The Week of August 22nd, 2021
“Why People Don’t Like Change” sermon series
Sermon Noodles on “The Wild Indigenous One”
Sermon Noodles for the week of August 22nd
We are in a series of sermons on “change” and looking at the “True Self” and “False Self” of Ephesians 4:22-24, where the Apostle Paul writes that we have “learned how to put on the True Self” and learned to “put off the False S elf.” Using Bill Plotkin’s nature-based map of the human psyche to describe the territory of the True and False Self, we are exploring the spiritual growth through the archetypal lens of The Nurturing Generative Adult (North), The Wild Indigenous One (South), The Innocent/Sage (East), and The Muse (West).
This week we look at the “Wild Indigenous One” archetype of the South. The South facet is “that dimension of our innate wholeness deliriously in love with our enthralling, sacred, and animate world” (Wild Mind 51). The “Wild One” is the part of us that loves to explore the landscape, jump in puddles, hug, dance, and stand in awe of rainbows. “When in the consciousness of our Wild Self, we’re sometimes so at home in our world, so in love with Earthly creation, so fully present to our moment and place that, in an ecstatic rapture, we lose awareness of all obligations.” (Wild Mind 52)
Read Colossians 1:15-17
Notice who this passage is speaking about. This passage is one of the major reasons Christians think of God as a trinity even though the word trinity isn’t in the Bible. Notice what exactly is created? Whom is holding everything together?

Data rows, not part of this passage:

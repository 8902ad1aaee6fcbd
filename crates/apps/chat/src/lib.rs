//! Chat app state: contacts, per-contact threads, and the send/reply protocol.
//!
//! A thread moves `Idle -> Sending -> Idle`. [`ChatState::begin_send`] performs the optimistic
//! append and hands back the request for the reply collaborator; [`ChatState::complete_send`]
//! appends exactly one assistant message, real or fallback, and returns the thread to idle.
//! Neither side performs I/O, so the host decides how the request is awaited.

mod fallback;
mod persona;
mod thread;

pub use fallback::fallback_message;
pub use persona::{contact, Contact, PersonaContext, DEFAULT_CONTACTS, DEFAULT_CONTACT_ID};
pub use thread::{ChatMessage, ChatThread, ThreadStatus};

use std::collections::BTreeMap;

use platform_host::{ReplyError, ReplyRequest, ReplyResponse};
use serde::{Deserialize, Serialize};

/// All threads of one chat window, keyed by contact id.
#[derive(Clone, Debug, Default, PartialEq, Serialize, Deserialize)]
pub struct ChatState {
    threads: BTreeMap<String, ChatThread>,
}

impl ChatState {
    pub fn thread(&self, contact_id: &str) -> Option<&ChatThread> {
        self.threads.get(contact_id)
    }

    pub fn threads(&self) -> impl Iterator<Item = (&str, &ChatThread)> {
        self.threads.iter().map(|(id, thread)| (id.as_str(), thread))
    }

    /// Whether the contact is currently composing a reply.
    pub fn is_typing(&self, contact_id: &str) -> bool {
        self.thread(contact_id).is_some_and(ChatThread::is_typing)
    }

    /// Appends the user's message and returns the reply request to issue.
    ///
    /// Returns `None` without touching state when the text is blank, the contact id is blank, or
    /// the thread already has a reply in flight.
    pub fn begin_send(
        &mut self,
        contact_id: &str,
        text: &str,
        persona: &PersonaContext,
        now_ms: u64,
    ) -> Option<ReplyRequest> {
        let contact_id = contact_id.trim();
        if contact_id.is_empty() || text.trim().is_empty() || self.is_typing(contact_id) {
            return None;
        }
        let thread = self.threads.entry(contact_id.to_string()).or_default();
        let history = thread.begin_send(text, now_ms)?;
        Some(ReplyRequest {
            system_persona: persona.system_persona(contact_id),
            history,
        })
    }

    /// Resolves the in-flight send of `contact_id` with the collaborator outcome.
    ///
    /// Returns the appended assistant message, or `None` if the thread had nothing in flight.
    pub fn complete_send(
        &mut self,
        contact_id: &str,
        outcome: Result<ReplyResponse, ReplyError>,
        now_ms: u64,
    ) -> Option<&ChatMessage> {
        self.threads
            .get_mut(contact_id.trim())?
            .complete_send(outcome, now_ms)
    }
}

#[cfg(test)]
mod tests {
    use platform_host::ReplyRole;
    use pretty_assertions::assert_eq;

    use super::*;

    fn persona() -> PersonaContext {
        PersonaContext {
            user_name: Some("Ada".to_string()),
            timezone: Some("Europe/London".to_string()),
        }
    }

    #[test]
    fn unreachable_reply_leaves_user_and_fallback_messages() {
        let mut chat = ChatState::default();
        let request = chat
            .begin_send("rebecca", "hello", &persona(), 10)
            .expect("send accepted");
        assert!(chat.is_typing("rebecca"));
        assert_eq!(request.history.len(), 1);

        let error = ReplyError::Unreachable("connection refused".to_string());
        chat.complete_send("rebecca", Err(error.clone()), 20);

        let thread = chat.thread("rebecca").expect("thread");
        let pairs: Vec<_> = thread
            .messages()
            .iter()
            .map(|m| (m.role, m.content.as_str()))
            .collect();
        assert_eq!(
            pairs,
            vec![
                (ReplyRole::User, "hello"),
                (ReplyRole::Assistant, fallback_message(&error)),
            ]
        );
        assert_eq!(thread.status(), ThreadStatus::Idle);
        assert!(!chat.is_typing("rebecca"));
    }

    #[test]
    fn blank_text_and_blank_contact_are_ignored() {
        let mut chat = ChatState::default();
        assert_eq!(chat.begin_send("rebecca", "   \n", &persona(), 1), None);
        assert_eq!(chat.begin_send("  ", "hi", &persona(), 1), None);
        assert_eq!(chat.threads().count(), 0);
    }

    #[test]
    fn busy_thread_rejects_second_send_but_other_threads_proceed() {
        let mut chat = ChatState::default();
        chat.begin_send("rebecca", "one", &persona(), 1).expect("first");
        assert_eq!(chat.begin_send("rebecca", "two", &persona(), 2), None);
        assert!(chat.begin_send("sam", "hey", &persona(), 3).is_some());

        assert_eq!(chat.thread("rebecca").map(|t| t.messages().len()), Some(1));
        assert_eq!(chat.thread("sam").map(|t| t.messages().len()), Some(1));
    }

    #[test]
    fn request_carries_persona_and_full_history() {
        let mut chat = ChatState::default();
        chat.begin_send("rebecca", "hi", &persona(), 1).expect("first");
        chat.complete_send(
            "rebecca",
            Ok(ReplyResponse {
                content: "hey Ada".to_string(),
            }),
            2,
        );

        let request = chat
            .begin_send("rebecca", "what time is it?", &persona(), 3)
            .expect("second");

        assert!(request.system_persona.contains("Rebecca"));
        assert!(request.system_persona.contains("Ada"));
        let contents: Vec<_> = request.history.iter().map(|m| m.content.as_str()).collect();
        assert_eq!(contents, vec!["hi", "hey Ada", "what time is it?"]);
    }

    #[test]
    fn completion_without_pending_send_is_ignored() {
        let mut chat = ChatState::default();
        let reply = Ok(ReplyResponse {
            content: "stray".to_string(),
        });
        assert_eq!(chat.complete_send("rebecca", reply, 1), None);
        assert!(chat.thread("rebecca").is_none());
    }
}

This is why the early church called the natural world “the first body of Christ” and the “first incarnation.” The Earth/universe is the first incarnation of God, Jesus is the second.
So when we go for a hike in the great outdoors, is it any wonder we feel renewed? We are walking out into the first incarnation of God, in which Christ holds it all together. Is it any wonder that when we go camping, golfing, fishing, go out into the back yard or even just look outside at the sun or the stars we feel better?
The Wild One is also informed by the wisdom tradition of the Hebrew Scriptures like Job 12:7-8. My major point: why weren’t we taught about the True Self? Passages like Colossians 1 or Job 12?The reason is because this kind of life that is rooted in wonder and innocence and lives rooted in the Earth is the most not just suppressed but oppressed in western culture, especially in the church.
Bill Plotkin:
It is precisely this sense of belonging and kinship (with the Earth) . . . That would render impossible the Western and Westernized cultures we now live in, which, despite our aspirations to the contrary, are largely ecocidal, genocidal, dog-eat-dog, materialistic, unjust, defensive, imperialistic—in short isolated and isolating . . . By cultivating the Wild Indigenous One in ourselves and in our children, we’ll go along way toward forging new cultures that are not only life sustaining but also life enhancing. (Wild Mind 53)
Devotional Guide
1. What is your favorite outdoor activity? Take a moment and write a paragraph or two about what you love so much about the activity. Pay special attention to how it makes you feel in your body.
2. Read Genesis 2:15. Notice the word “work,” which in Hebrew is “abad” (aw-bad). Interestingly the word means “serve” just as much if not more as it means “work.” How does this change your understanding of the verse and our relationship as human beings with the natural world?
3. Respond to this quote from Bill Plotkin in his book, Wild Mind (pages 55-56): “From the perspective and experience of the Wild Indigenous One, we are enchanted in two ways. First, the South Self is utterly moved by, deeply touched by, the things of this world . . . when we’re alive in our South facet, all that we do, even “work” becomes play. The world fills us with wonder and awe. We’re also enchanted in a second, reciprocal sense: The things of this world are allured by us and to us!”